CREVOLADOSSOLA (VB). Chiesa Parrocchiale dei Ss. Pietro e Paolo (Ultima Cena nel Presbiterio).

Percorrendo la Strada Statale del Sempione, provenendo: da monte, dalla Svizzera o dalle Valli Antigorio/Formazza e da valle, dalla zona del Laghi, si esce allo svincolo per Crevoladossola e ci si indirizza verso il capoluogo, Crevola.
Dopo alcune centinaia di metri, svoltando a destra, in posizione dominante e suggestiva, si scorge la Parrocchiale dei Santi Pietro e Paolo.
Consigliamo di lasciare l’auto nel parcheggio che si trova lungo via Edison e di salire lungo la breve mulattiera che conduce alla Chiesa.

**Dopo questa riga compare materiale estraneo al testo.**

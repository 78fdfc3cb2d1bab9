//! The concrete delegation topology: one coordinator, two interviewers.

use std::collections::HashMap;
use std::sync::Arc;

use crate::provider::ToolDefinition;
use crate::session::SessionState;
use crate::tools::{ParseResume, RecordCareerGoal, SummarizeJobHistory, UpdateJobHistoryField};

use super::agent::Agent;
use super::context::candidate_background_hook;
use super::trace::StateTrace;

/// Root agent name.
pub const COORDINATOR: &str = "career_coordinator";
/// Job-history interviewer agent name.
pub const RESUME_INTERVIEWER: &str = "resume_interview_agent";
/// Career-goals interviewer agent name.
pub const CAREER_INTERVIEWER: &str = "career_interview_agent";

/// Name of the built-in delegation function exposed to the model.
pub const TRANSFER_TOOL: &str = "transfer_to_agent";

const COORDINATOR_INSTRUCTION: &str = "\
You are the system that connects job-seekers with personalized career support.

**Your workflow:**
1. First, offer to help the user upload their resume and parse it with parse_resume
2. Once the resume is parsed, retrieve job history with summarize_job_history as needed
3. Transfer to specialized agents to conduct interviews

**Components:**
1. parse_resume: Parse the user's uploaded resume file into structured job history data.
2. summarize_job_history: Retrieve and display the user's job history from state.
3. resume_interview_agent: Transfer to this agent for a detailed job history interview. It can update job history information.
4. career_interview_agent: Transfer to this agent for a career goals interview; it only becomes available once job history exists.

**Important rules:**
- Always parse the resume FIRST before conducting interviews
- Only transfer to career_interview_agent AFTER job history exists in state

**Conversation style:**
- Be professional but friendly
- Guide users through the process step-by-step
- Explain what information you're gathering and why";

const RESUME_INTERVIEWER_INSTRUCTION: &str = "\
You are a professional career interviewer conducting a detailed job history interview.

**Your role:**
- Ask follow-up questions about work experiences to gather rich details
- Probe for achievements, responsibilities, and impact in each role
- Clarify gaps in employment or transitions between positions

**Tools available:**
- update_job_history_field: Update or add job history information as you learn new details

**Interview approach:**
- Start by reviewing the existing job history
- Ask open-ended questions to get detailed narratives
- Be conversational and supportive
- When the interview is done, transfer back to career_coordinator";

const CAREER_INTERVIEWER_INSTRUCTION: &str = "\
You are a professional career counselor conducting a career goals interview.

**Your role:**
- Understand the candidate's short-term and long-term career aspirations
- Explore their values, interests, and work preferences

**Tools available:**
- record_career_goal: Save insights about goals, values, interests, and preferences

**Interview approach:**
- Ask thoughtful, open-ended questions
- Save insights frequently with appropriate goal_type categories:
  'short_term', 'long_term', 'values', 'interests', 'preferences'
- When the interview is done, transfer back to career_coordinator

Remember: the candidate's background is provided to you automatically. Use it
to ask relevant follow-up questions.";

/// Why a delegation attempt was refused, or that it may proceed.
#[derive(Debug, Clone, PartialEq, Eq)]
pub enum DelegationDecision {
    Allowed,
    UnknownAgent,
    NotASubAgent,
    /// The target's availability guard rejected the current session state.
    GuardRejected(String),
}

/// One root agent plus its delegation graph.
///
/// The routing precondition on the career interviewer is enforced here
/// mechanically, not just stated in instruction text: a transfer request is
/// checked against [`Topology::can_delegate`] before any agent switch.
pub struct Topology {
    agents: HashMap<String, Agent>,
    root: String,
}

impl Topology {
    /// Build the career-intake topology.
    pub fn career_intake() -> Self {
        let trace = StateTrace::new();

        let coordinator = Agent::new(COORDINATOR, COORDINATOR_INSTRUCTION)
            .with_description(
                "A helpful career assistant that gathers job-seeker information.",
            )
            .with_tool(Arc::new(ParseResume))
            .with_tool(Arc::new(SummarizeJobHistory))
            .with_sub_agent(RESUME_INTERVIEWER)
            .with_sub_agent(CAREER_INTERVIEWER)
            .with_before_model(trace.hook());

        let resume_interviewer = Agent::new(RESUME_INTERVIEWER, RESUME_INTERVIEWER_INSTRUCTION)
            .with_description(
                "Conducts detailed job history interviews to gather comprehensive \
                 career information.",
            )
            .with_tool(Arc::new(UpdateJobHistoryField))
            .with_sub_agent(COORDINATOR);

        let career_interviewer = Agent::new(CAREER_INTERVIEWER, CAREER_INTERVIEWER_INSTRUCTION)
            .with_description(
                "Conducts in-depth career goals interviews to understand aspirations \
                 and preferences.",
            )
            .with_tool(Arc::new(RecordCareerGoal))
            .with_sub_agent(COORDINATOR)
            .with_before_model(candidate_background_hook())
            .with_guard(Arc::new(|state: &SessionState| state.has_job_history()));

        Self::new(COORDINATOR, vec![coordinator, resume_interviewer, career_interviewer])
    }

    /// Build a topology from a root name and its agents.
    pub fn new(root: impl Into<String>, agents: Vec<Agent>) -> Self {
        let root = root.into();
        let agents: HashMap<String, Agent> = agents
            .into_iter()
            .map(|a| (a.name().to_string(), a))
            .collect();
        assert!(agents.contains_key(&root), "root agent must be registered");
        Self { agents, root }
    }

    /// The root agent: sole entry point for a session.
    pub fn root(&self) -> &Agent {
        &self.agents[&self.root]
    }

    /// Look up an agent by name.
    pub fn agent(&self, name: &str) -> Option<&Agent> {
        self.agents.get(name)
    }

    /// Whether `from` may hand the session to `target` right now.
    pub fn can_delegate(
        &self,
        from: &Agent,
        target: &str,
        state: &SessionState,
    ) -> DelegationDecision {
        let Some(target_agent) = self.agents.get(target) else {
            return DelegationDecision::UnknownAgent;
        };
        if !from.sub_agents().iter().any(|name| name == target) {
            return DelegationDecision::NotASubAgent;
        }
        if !target_agent.is_available(state) {
            return DelegationDecision::GuardRejected(format!(
                "{target} is not available yet: job history has not been recorded \
                 for this session"
            ));
        }
        DelegationDecision::Allowed
    }

    /// Function declaration for delegation, listing the agent's sub-agents.
    pub fn transfer_definition(&self, agent: &Agent) -> Option<ToolDefinition> {
        if agent.sub_agents().is_empty() {
            return None;
        }
        let descriptions: Vec<String> = agent
            .sub_agents()
            .iter()
            .filter_map(|name| self.agents.get(name))
            .map(|a| format!("{}: {}", a.name(), a.description()))
            .collect();
        Some(ToolDefinition {
            name: TRANSFER_TOOL.to_string(),
            description: format!(
                "Transfer the conversation to another agent. Available agents:\n{}",
                descriptions.join("\n")
            ),
            parameters: serde_json::json!({
                "type": "object",
                "properties": {
                    "agent_name": {
                        "type": "string",
                        "description": "Name of the agent to transfer to",
                        "enum": agent.sub_agents(),
                    }
                },
                "required": ["agent_name"],
            }),
        })
    }
}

La storia architettonica della Chiesa si svolge durante un lungo arco di secoli.
Di impronta Romanica, ben visibile ancora nella torre campanaria, ha subito , nel corso del tempo, numerose modifiche.
Nel 1500, per mandato della famiglia nobiliare dei Della Silva, venne realizzato l’attuale presbiterio, per opera dell’Architetto Ruffiner, Italiano di origine, ma che operò quasi esclusivamente nella vicina Svizzera, dove, le sue opere marcano ancora oggi il territorioVallesano.


Localizzazione: Crevola
Autore: Sperindio Cagnoli
Periodo artistico: XVI sec.
Note storiche:

Le preziose vetrate istoriate che chiudono le bifore del presbiterio sono opera dell'artista Elvetico Hans Funh e costituisco l'unico ciclo ancora esistente della produzione di quell'artista.
Le pareti del presbiterio sono arricchite da affreschi monocromatici e da rappresentazioni dei Santi: Stefano, Vitale, Sigismondo, Lorenzo, Protasio e Gervaso.
Tutti sono coevi alla costruzione e la più recente critica attribuisce questi ultimi all'opera del pittore Sperindio Cagnoli, così come l'interessante Ultima Cena e le Sibille del sottarco.
Due grandi affreschi tardoseicenteschi, attribuiti al pittore Milanese Giovanni Sampietro, raffiguranti la crocifissione di Pietro e la conversione di S. Paolo, compaiono ai lati dell'abside, in sostituzione di affreschi cinquecenteschi preesistenti.
Un sapiente e recente restauro, promosso dal Comune, con i fondi del progetto Interreg Italia/Sviizzera, ha permesso di restituire al presbiterio i cromatismi e le immagini originarie, ridando ad esso splendore e dignità.